◆ **REQUIREMENT**:
In the records below, find the line with "warn!(key = %self.key, error" and the line with "repository d770720095965029"; return exactly those lines and every line between them.

(Items listed in a dataset)
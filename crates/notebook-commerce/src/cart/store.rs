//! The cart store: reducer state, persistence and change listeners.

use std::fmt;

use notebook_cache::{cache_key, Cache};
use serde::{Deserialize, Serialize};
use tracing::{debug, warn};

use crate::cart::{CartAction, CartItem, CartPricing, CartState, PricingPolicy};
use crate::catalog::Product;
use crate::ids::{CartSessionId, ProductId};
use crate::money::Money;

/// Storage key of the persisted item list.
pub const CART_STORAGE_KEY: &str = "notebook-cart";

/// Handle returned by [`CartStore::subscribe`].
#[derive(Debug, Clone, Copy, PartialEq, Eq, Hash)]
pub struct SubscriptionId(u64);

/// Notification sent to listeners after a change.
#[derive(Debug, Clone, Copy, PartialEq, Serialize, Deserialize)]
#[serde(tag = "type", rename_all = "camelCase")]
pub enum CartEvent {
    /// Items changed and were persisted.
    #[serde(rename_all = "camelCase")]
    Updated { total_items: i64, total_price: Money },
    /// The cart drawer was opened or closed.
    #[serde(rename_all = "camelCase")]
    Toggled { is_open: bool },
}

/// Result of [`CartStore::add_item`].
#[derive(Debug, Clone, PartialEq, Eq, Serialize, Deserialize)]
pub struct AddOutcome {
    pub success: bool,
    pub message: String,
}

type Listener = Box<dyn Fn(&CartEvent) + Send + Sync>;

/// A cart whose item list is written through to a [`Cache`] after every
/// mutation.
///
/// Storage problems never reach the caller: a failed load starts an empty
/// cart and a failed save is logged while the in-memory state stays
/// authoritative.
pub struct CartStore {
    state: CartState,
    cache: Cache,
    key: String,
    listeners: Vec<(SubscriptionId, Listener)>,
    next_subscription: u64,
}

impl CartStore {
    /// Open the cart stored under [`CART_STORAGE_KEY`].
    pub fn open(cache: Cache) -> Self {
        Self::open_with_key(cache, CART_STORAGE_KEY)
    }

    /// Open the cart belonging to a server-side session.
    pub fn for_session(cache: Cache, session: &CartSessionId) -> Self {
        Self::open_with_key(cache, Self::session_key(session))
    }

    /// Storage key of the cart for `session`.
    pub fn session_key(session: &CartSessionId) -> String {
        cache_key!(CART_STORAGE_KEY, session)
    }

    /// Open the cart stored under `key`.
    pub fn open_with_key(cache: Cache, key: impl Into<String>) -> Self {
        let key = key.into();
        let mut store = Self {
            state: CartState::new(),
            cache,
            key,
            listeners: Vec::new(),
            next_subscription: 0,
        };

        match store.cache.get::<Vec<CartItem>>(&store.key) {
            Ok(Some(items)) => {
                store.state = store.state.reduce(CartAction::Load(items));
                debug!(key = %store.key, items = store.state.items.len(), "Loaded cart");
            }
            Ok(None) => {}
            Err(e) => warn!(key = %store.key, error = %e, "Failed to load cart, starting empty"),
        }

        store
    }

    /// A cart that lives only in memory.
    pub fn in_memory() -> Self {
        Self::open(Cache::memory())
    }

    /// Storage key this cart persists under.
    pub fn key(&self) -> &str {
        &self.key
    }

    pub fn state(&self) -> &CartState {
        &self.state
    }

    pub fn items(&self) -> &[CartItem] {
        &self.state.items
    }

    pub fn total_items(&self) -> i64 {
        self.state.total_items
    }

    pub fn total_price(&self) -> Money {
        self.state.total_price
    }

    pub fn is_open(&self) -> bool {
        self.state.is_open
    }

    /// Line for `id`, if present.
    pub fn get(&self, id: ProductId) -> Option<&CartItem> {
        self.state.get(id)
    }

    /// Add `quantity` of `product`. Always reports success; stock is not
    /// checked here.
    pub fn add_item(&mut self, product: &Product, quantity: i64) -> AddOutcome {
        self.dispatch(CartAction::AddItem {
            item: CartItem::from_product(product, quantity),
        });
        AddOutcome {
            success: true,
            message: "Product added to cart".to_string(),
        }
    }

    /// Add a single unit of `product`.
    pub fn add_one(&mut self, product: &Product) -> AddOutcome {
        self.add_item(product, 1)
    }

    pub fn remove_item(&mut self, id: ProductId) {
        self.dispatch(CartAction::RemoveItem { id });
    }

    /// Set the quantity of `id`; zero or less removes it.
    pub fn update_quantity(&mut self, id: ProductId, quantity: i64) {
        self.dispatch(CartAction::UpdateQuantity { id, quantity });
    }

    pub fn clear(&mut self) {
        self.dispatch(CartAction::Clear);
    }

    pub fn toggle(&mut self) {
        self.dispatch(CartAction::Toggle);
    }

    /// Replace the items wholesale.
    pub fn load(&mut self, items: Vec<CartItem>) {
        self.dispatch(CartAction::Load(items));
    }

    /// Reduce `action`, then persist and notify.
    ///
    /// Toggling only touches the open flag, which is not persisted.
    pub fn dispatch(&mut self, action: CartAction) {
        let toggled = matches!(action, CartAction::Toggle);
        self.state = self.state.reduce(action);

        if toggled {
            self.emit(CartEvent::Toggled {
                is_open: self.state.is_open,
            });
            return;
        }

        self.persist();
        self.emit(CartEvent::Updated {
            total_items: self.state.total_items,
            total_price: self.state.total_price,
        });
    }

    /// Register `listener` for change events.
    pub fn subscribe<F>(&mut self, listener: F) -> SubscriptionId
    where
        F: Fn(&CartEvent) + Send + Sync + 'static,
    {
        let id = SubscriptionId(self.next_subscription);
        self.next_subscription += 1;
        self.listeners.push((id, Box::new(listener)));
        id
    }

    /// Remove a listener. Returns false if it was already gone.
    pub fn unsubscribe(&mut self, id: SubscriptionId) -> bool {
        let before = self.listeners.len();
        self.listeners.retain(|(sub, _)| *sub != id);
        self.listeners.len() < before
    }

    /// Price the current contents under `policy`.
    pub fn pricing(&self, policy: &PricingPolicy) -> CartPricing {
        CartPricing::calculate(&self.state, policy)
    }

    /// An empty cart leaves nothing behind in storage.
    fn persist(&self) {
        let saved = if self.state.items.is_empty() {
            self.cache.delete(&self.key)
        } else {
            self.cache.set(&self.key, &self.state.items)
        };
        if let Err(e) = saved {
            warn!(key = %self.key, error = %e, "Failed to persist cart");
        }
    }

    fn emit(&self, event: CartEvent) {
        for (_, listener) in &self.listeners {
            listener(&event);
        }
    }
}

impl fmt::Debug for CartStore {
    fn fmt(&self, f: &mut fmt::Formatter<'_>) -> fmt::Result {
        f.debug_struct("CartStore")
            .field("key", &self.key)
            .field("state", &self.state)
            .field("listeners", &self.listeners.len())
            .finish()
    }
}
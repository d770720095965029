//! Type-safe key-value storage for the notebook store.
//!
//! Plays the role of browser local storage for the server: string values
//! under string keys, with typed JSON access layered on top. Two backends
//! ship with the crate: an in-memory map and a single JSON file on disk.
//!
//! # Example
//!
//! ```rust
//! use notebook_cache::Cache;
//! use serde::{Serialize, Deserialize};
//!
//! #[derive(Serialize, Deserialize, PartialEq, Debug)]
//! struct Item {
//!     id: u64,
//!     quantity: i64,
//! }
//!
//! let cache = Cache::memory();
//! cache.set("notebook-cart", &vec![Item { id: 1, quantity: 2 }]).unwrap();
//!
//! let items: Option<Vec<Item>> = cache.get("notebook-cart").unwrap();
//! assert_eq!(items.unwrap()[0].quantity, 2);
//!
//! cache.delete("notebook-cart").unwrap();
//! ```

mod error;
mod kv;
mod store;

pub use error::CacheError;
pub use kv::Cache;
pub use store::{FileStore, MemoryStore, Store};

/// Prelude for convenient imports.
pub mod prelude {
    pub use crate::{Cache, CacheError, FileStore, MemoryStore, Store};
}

◆ **ANSWER SECTION**:
            warn!(key = %self.key, error = %e, "Failed to persist cart");
        }
    }

    fn emit(&self, event: CartEvent) {
        for (_, listener) in &self.listeners {
            listener(&event);
        }
    }
}

impl fmt::Debug for CartStore {
    fn fmt(&self, f: &mut fmt::Formatter<'_>) -> fmt::Result {
        f.debug_struct("CartStore")
            .field("key", &self.key)
            .field("state", &self.state)
            .field("listeners", &self.listeners.len())
            .finish()
    }
}
repository d770720095965029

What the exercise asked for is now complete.